| PROBLEM TO SOLVE |
Write the listing out again, exactly as it reads below.

| DATA PROVIDED |

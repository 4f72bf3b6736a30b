use std::net::{IpAddr, Ipv4Addr, Ipv6Addr};
use std::os::unix::prelude::FromRawFd;

use ipnetwork::Ipv4Network;
use netlink_packet_core::{NLM_F_ACK, NLM_F_CREATE, NLM_F_EXCL, NLM_F_REQUEST};
use nix::errno::Errno;
use nix::unistd::close;

use crate::parser::get_nlmsghdr;
use crate::{
    new_route_message, Link, QueryError, RouteError, RouteManager, RouteTransport, RtNetlink,
};

use super::{
    has_pending_datagram, raw_nlmsgerr, send_replies, socket_pair, FakeRoutes, NetlinkExpr,
};

const RTM_NEWROUTE: u16 = 24;
const RTA_DST: u16 = 1;
const RTA_OIF: u16 = 4;

fn eth0() -> Link {
    Link {
        name: "eth0".to_string(),
        index: 2,
    }
}

fn gateway_route() -> Ipv4Network {
    Ipv4Network::from(Ipv4Addr::new(192, 0, 2, 1))
}

/// Adds the gateway route over a socket pair, with `replies` already queued by the kernel side.
fn add_route_with_replies(replies: &[Vec<u8>]) -> Result<(), RouteError> {
    let (sock, kernel) = socket_pair();
    send_replies(kernel, replies);

    let mut rtnl = unsafe { RtNetlink::from_raw_fd(sock) };
    let res = rtnl.add_route(&eth0(), gateway_route());

    // the request reached the kernel side
    assert!(has_pending_datagram(kernel));
    drop(rtnl);
    close(kernel).unwrap();
    res
}

#[test]
fn route_message_layout() {
    let buf = new_route_message(&eth0(), gateway_route(), 7);

    let hdr = get_nlmsghdr(&buf).unwrap();
    assert_eq!(hdr.nlmsg_len, 44);
    assert_eq!(hdr.nlmsg_len as usize, buf.len());
    assert_eq!(hdr.nlmsg_type, RTM_NEWROUTE);
    assert_eq!(
        hdr.nlmsg_flags,
        NLM_F_REQUEST | NLM_F_ACK | NLM_F_CREATE | NLM_F_EXCL
    );
    assert_eq!(hdr.nlmsg_seq, 7);

    // family, /32, main table, boot protocol, link scope, unicast
    assert_eq!(&buf[16..28], &[2, 32, 0, 0, 254, 3, 253, 1, 0, 0, 0, 0]);

    assert_eq!(
        &buf[28..],
        NetlinkExpr::List(vec![
            NetlinkExpr::Final(RTA_DST, vec![192, 0, 2, 1]),
            NetlinkExpr::Final(RTA_OIF, 2u32.to_ne_bytes().to_vec()),
        ])
        .to_raw()
        .as_slice()
    );
}

#[test]
fn host_route_is_added_once() {
    let mut routes = RouteManager::with_transport(FakeRoutes::with_links(&["lo", "eth0"]));
    let gateway = IpAddr::V4(Ipv4Addr::new(198, 51, 100, 4));

    routes.add_host_route("eth0", gateway).unwrap();
    // the second call hits the existing route and still succeeds
    routes.add_host_route("eth0", gateway).unwrap();

    let transport = routes.transport();
    assert_eq!(transport.add_attempts, 2);
    assert_eq!(
        transport.routes,
        vec![(
            Link {
                name: "eth0".to_string(),
                index: 2,
            },
            Ipv4Network::new(Ipv4Addr::new(198, 51, 100, 4), 32).unwrap(),
        )]
    );
}

#[test]
fn unknown_interface() {
    let mut routes = RouteManager::with_transport(FakeRoutes::with_links(&["lo"]));
    match routes.add_host_route("eth0", IpAddr::V4(Ipv4Addr::new(198, 51, 100, 4))) {
        Err(RouteError::LinkNotFound { name, .. }) => assert_eq!(name, "eth0"),
        other => panic!("unexpected result {:?}", other),
    }
    assert_eq!(routes.transport().add_attempts, 0);
}

#[test]
fn ipv6_gateway_is_rejected() {
    let mut routes = RouteManager::with_transport(FakeRoutes::with_links(&["eth0"]));
    let gateway = IpAddr::V6(Ipv6Addr::LOCALHOST);
    match routes.add_host_route("eth0", gateway) {
        Err(RouteError::NotIpv4(addr)) => assert_eq!(addr, gateway),
        other => panic!("unexpected result {:?}", other),
    }
    assert!(routes.transport().routes.is_empty());
}

#[test]
fn acknowledged_route() {
    add_route_with_replies(&[raw_nlmsgerr(1, 0)]).unwrap();
}

#[test]
fn existing_route_is_reported() {
    match add_route_with_replies(&[raw_nlmsgerr(1, libc::EEXIST)]) {
        Err(RouteError::AlreadyExists) => {}
        other => panic!("unexpected result {:?}", other),
    }
}

#[test]
fn rejected_route() {
    match add_route_with_replies(&[raw_nlmsgerr(1, libc::ENETUNREACH)]) {
        Err(RouteError::AddRoute {
            destination,
            iface,
            source,
        }) => {
            assert_eq!(destination, gateway_route());
            assert_eq!(iface, "eth0");
            assert!(matches!(
                source,
                QueryError::NetlinkError {
                    seq: 1,
                    errno: Errno::ENETUNREACH
                }
            ));
        }
        other => panic!("unexpected result {:?}", other),
    }
}

#[test]
fn answers_to_other_requests_are_skipped() {
    let res = add_route_with_replies(&[raw_nlmsgerr(5, libc::EINVAL), raw_nlmsgerr(1, 0)]);
    res.unwrap();
}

| SOLUTION BELOW |
repository 4f72bf3b6736a30b
use std::net::{IpAddr, Ipv4Addr, Ipv6Addr};
use std::os::unix::prelude::FromRawFd;

use ipnetwork::Ipv4Network;
use netlink_packet_core::{NLM_F_ACK, NLM_F_CREATE, NLM_F_EXCL, NLM_F_REQUEST};
use nix::errno::Errno;
use nix::unistd::close;

use crate::parser::get_nlmsghdr;
use crate::{
    new_route_message, Link, QueryError, RouteError, RouteManager, RouteTransport, RtNetlink,
};

use super::{
    has_pending_datagram, raw_nlmsgerr, send_replies, socket_pair, FakeRoutes, NetlinkExpr,
};

const RTM_NEWROUTE: u16 = 24;
const RTA_DST: u16 = 1;
const RTA_OIF: u16 = 4;

fn eth0() -> Link {
    Link {
        name: "eth0".to_string(),
        index: 2,
    }
}

fn gateway_route() -> Ipv4Network {
    Ipv4Network::from(Ipv4Addr::new(192, 0, 2, 1))
}

/// Adds the gateway route over a socket pair, with `replies` already queued by the kernel side.
fn add_route_with_replies(replies: &[Vec<u8>]) -> Result<(), RouteError> {
    let (sock, kernel) = socket_pair();
    send_replies(kernel, replies);

    let mut rtnl = unsafe { RtNetlink::from_raw_fd(sock) };
    let res = rtnl.add_route(&eth0(), gateway_route());

    // the request reached the kernel side
    assert!(has_pending_datagram(kernel));
    drop(rtnl);
    close(kernel).unwrap();
    res
}

#[test]
fn route_message_layout() {
    let buf = new_route_message(&eth0(), gateway_route(), 7);

    let hdr = get_nlmsghdr(&buf).unwrap();
    assert_eq!(hdr.nlmsg_len, 44);
    assert_eq!(hdr.nlmsg_len as usize, buf.len());
    assert_eq!(hdr.nlmsg_type, RTM_NEWROUTE);
    assert_eq!(
        hdr.nlmsg_flags,
        NLM_F_REQUEST | NLM_F_ACK | NLM_F_CREATE | NLM_F_EXCL
    );
    assert_eq!(hdr.nlmsg_seq, 7);

    // family, /32, main table, boot protocol, link scope, unicast
    assert_eq!(&buf[16..28], &[2, 32, 0, 0, 254, 3, 253, 1, 0, 0, 0, 0]);

    assert_eq!(
        &buf[28..],
        NetlinkExpr::List(vec![
            NetlinkExpr::Final(RTA_DST, vec![192, 0, 2, 1]),
            NetlinkExpr::Final(RTA_OIF, 2u32.to_ne_bytes().to_vec()),
        ])
        .to_raw()
        .as_slice()
    );
}

#[test]
fn host_route_is_added_once() {
    let mut routes = RouteManager::with_transport(FakeRoutes::with_links(&["lo", "eth0"]));
    let gateway = IpAddr::V4(Ipv4Addr::new(198, 51, 100, 4));

    routes.add_host_route("eth0", gateway).unwrap();
    // the second call hits the existing route and still succeeds
    routes.add_host_route("eth0", gateway).unwrap();

    let transport = routes.transport();
    assert_eq!(transport.add_attempts, 2);
    assert_eq!(
        transport.routes,
        vec![(
            Link {
                name: "eth0".to_string(),
                index: 2,
            },
            Ipv4Network::new(Ipv4Addr::new(198, 51, 100, 4), 32).unwrap(),
        )]
    );
}

#[test]
fn unknown_interface() {
    let mut routes = RouteManager::with_transport(FakeRoutes::with_links(&["lo"]));
    match routes.add_host_route("eth0", IpAddr::V4(Ipv4Addr::new(198, 51, 100, 4))) {
        Err(RouteError::LinkNotFound { name, .. }) => assert_eq!(name, "eth0"),
        other => panic!("unexpected result {:?}", other),
    }
    assert_eq!(routes.transport().add_attempts, 0);
}

#[test]
fn ipv6_gateway_is_rejected() {
    let mut routes = RouteManager::with_transport(FakeRoutes::with_links(&["eth0"]));
    let gateway = IpAddr::V6(Ipv6Addr::LOCALHOST);
    match routes.add_host_route("eth0", gateway) {
        Err(RouteError::NotIpv4(addr)) => assert_eq!(addr, gateway),
        other => panic!("unexpected result {:?}", other),
    }
    assert!(routes.transport().routes.is_empty());
}

#[test]
fn acknowledged_route() {
    add_route_with_replies(&[raw_nlmsgerr(1, 0)]).unwrap();
}

#[test]
fn existing_route_is_reported() {
    match add_route_with_replies(&[raw_nlmsgerr(1, libc::EEXIST)]) {
        Err(RouteError::AlreadyExists) => {}
        other => panic!("unexpected result {:?}", other),
    }
}

#[test]
fn rejected_route() {
    match add_route_with_replies(&[raw_nlmsgerr(1, libc::ENETUNREACH)]) {
        Err(RouteError::AddRoute {
            destination,
            iface,
            source,
        }) => {
            assert_eq!(destination, gateway_route());
            assert_eq!(iface, "eth0");
            assert!(matches!(
                source,
                QueryError::NetlinkError {
                    seq: 1,
                    errno: Errno::ENETUNREACH
                }
            ));
        }
        other => panic!("unexpected result {:?}", other),
    }
}

#[test]
fn answers_to_other_requests_are_skipped() {
    let res = add_route_with_replies(&[raw_nlmsgerr(5, libc::EINVAL), raw_nlmsgerr(1, 0)]);
    res.unwrap();
}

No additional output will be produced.